What the task requires = Nothing but the lines below between the line holding "filename extractor/src/filter/ssim.rs" and the line holding "with sample covariance", inclusive, should appear in the answer, each set down exactly.
◇ ◇ ◇ ◇
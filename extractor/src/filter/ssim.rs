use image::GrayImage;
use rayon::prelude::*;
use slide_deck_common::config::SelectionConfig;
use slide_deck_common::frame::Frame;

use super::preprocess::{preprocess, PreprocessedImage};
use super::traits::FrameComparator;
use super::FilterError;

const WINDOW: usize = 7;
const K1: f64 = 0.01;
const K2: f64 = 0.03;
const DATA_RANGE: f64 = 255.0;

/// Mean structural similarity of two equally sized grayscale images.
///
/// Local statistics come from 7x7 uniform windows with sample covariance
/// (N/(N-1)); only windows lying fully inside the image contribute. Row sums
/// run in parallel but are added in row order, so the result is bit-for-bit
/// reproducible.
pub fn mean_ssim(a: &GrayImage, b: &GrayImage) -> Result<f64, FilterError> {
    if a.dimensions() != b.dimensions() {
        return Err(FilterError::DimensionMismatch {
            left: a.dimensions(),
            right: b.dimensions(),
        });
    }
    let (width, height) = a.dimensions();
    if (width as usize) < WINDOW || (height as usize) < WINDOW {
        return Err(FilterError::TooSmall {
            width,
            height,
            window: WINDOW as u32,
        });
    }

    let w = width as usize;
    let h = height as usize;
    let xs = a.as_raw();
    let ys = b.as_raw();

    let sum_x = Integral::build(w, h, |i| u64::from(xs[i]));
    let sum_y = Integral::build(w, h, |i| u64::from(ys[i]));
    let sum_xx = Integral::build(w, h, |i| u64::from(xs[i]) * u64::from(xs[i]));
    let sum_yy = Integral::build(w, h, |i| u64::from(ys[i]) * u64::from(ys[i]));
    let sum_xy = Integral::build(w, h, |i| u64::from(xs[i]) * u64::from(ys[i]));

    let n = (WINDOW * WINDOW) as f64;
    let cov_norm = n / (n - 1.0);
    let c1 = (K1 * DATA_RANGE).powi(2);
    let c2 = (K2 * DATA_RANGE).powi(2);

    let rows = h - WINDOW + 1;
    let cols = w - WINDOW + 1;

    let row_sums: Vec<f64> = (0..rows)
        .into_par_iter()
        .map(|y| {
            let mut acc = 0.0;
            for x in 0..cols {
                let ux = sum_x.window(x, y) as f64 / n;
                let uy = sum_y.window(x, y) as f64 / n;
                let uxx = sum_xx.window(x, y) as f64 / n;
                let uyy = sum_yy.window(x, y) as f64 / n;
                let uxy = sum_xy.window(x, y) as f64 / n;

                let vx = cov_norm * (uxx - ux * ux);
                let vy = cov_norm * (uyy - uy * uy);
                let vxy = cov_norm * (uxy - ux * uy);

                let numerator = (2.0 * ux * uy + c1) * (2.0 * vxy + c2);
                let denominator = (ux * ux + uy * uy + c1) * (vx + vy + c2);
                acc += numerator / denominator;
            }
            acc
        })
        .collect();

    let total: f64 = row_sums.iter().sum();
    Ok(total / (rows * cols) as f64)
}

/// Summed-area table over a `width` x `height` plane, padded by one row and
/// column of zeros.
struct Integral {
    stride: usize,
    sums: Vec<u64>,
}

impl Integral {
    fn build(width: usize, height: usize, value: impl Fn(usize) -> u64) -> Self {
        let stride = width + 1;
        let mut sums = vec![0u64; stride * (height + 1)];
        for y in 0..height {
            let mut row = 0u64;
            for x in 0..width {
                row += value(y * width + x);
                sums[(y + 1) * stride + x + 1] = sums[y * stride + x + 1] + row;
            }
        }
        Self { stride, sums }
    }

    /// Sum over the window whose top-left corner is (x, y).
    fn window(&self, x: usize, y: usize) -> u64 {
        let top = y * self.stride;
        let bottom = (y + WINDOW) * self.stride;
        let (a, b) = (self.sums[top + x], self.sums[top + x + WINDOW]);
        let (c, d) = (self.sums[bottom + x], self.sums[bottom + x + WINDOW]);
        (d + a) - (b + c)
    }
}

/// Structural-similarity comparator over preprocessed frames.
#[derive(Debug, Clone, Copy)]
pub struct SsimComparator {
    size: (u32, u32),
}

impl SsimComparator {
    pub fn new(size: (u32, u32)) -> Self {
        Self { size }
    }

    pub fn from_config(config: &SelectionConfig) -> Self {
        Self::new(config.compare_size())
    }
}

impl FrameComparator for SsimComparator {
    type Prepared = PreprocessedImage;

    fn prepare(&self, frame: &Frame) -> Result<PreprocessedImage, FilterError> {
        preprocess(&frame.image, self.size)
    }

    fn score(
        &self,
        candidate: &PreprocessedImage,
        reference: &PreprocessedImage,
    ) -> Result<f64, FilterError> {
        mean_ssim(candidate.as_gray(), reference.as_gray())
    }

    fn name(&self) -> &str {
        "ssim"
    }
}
◇ ◇ ◇ ◇
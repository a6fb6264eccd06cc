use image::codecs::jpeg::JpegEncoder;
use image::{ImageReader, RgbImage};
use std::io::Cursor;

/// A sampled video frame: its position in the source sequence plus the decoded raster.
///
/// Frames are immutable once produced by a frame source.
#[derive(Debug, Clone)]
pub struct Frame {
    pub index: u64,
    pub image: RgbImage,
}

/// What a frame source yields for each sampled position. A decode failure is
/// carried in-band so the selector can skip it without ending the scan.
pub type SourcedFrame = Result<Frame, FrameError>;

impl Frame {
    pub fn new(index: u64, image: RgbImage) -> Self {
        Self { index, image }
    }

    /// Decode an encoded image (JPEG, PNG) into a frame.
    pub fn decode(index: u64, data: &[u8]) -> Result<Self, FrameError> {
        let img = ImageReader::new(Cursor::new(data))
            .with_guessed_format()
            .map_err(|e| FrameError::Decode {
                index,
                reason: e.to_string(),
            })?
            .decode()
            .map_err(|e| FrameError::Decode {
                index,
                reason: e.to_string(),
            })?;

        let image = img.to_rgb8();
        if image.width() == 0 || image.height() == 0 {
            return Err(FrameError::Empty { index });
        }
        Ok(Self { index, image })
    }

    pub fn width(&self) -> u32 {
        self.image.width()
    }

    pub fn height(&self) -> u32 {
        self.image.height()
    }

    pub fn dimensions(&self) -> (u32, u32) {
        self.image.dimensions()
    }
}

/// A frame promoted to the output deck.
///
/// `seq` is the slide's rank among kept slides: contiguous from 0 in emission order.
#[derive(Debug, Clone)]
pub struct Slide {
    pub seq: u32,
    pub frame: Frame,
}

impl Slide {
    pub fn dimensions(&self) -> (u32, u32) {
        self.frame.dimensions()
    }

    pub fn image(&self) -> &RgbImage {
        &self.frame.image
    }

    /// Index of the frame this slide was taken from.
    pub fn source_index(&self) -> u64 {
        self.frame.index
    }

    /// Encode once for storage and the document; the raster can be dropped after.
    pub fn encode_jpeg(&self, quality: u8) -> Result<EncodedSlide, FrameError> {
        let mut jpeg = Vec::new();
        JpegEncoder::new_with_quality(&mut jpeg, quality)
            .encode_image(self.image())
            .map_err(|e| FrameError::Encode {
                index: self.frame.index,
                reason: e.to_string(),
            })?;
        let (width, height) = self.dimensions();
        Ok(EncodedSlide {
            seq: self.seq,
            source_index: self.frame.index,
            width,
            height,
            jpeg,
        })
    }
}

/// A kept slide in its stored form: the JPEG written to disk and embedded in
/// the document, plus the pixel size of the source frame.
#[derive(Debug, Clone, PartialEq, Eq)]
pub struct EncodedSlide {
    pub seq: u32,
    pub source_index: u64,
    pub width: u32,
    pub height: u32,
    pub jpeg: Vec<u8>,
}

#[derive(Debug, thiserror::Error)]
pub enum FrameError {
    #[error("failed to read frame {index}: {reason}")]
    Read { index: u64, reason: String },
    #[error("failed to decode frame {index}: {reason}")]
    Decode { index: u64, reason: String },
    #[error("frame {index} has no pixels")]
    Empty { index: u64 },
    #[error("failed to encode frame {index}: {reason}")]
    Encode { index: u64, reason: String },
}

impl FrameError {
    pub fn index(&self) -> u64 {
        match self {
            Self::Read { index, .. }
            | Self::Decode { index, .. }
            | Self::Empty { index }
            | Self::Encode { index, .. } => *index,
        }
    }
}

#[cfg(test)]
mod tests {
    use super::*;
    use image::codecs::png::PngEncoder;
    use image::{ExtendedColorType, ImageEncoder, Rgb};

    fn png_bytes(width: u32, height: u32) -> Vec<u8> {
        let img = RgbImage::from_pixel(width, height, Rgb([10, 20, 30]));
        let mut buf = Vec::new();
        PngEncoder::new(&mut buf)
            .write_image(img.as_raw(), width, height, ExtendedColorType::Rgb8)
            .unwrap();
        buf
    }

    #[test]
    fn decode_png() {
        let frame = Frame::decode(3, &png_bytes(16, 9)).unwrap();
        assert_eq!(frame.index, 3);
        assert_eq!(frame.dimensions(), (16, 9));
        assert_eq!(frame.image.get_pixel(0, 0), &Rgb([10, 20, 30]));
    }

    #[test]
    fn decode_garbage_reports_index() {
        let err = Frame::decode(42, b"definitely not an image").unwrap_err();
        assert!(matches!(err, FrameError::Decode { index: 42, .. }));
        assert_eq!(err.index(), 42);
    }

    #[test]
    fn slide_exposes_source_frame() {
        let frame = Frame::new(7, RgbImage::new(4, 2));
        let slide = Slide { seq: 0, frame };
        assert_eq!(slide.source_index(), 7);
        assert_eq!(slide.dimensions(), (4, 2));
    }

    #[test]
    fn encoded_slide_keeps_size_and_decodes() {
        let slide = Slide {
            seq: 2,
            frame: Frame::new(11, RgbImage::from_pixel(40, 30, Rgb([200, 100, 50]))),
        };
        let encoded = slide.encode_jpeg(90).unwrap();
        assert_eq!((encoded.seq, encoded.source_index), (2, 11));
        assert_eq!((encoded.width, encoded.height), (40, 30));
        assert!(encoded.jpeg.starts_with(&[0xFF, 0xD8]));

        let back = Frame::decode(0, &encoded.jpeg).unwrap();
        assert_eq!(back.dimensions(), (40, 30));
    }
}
◇ ◇ ◇ ◇
Task response =
filename extractor/src/filter/ssim.rs
use image::GrayImage;
use rayon::prelude::*;
use slide_deck_common::config::SelectionConfig;
use slide_deck_common::frame::Frame;

use super::preprocess::{preprocess, PreprocessedImage};
use super::traits::FrameComparator;
use super::FilterError;

const WINDOW: usize = 7;
const K1: f64 = 0.01;
const K2: f64 = 0.03;
const DATA_RANGE: f64 = 255.0;

/// Mean structural similarity of two equally sized grayscale images.
///
/// Local statistics come from 7x7 uniform windows with sample covariance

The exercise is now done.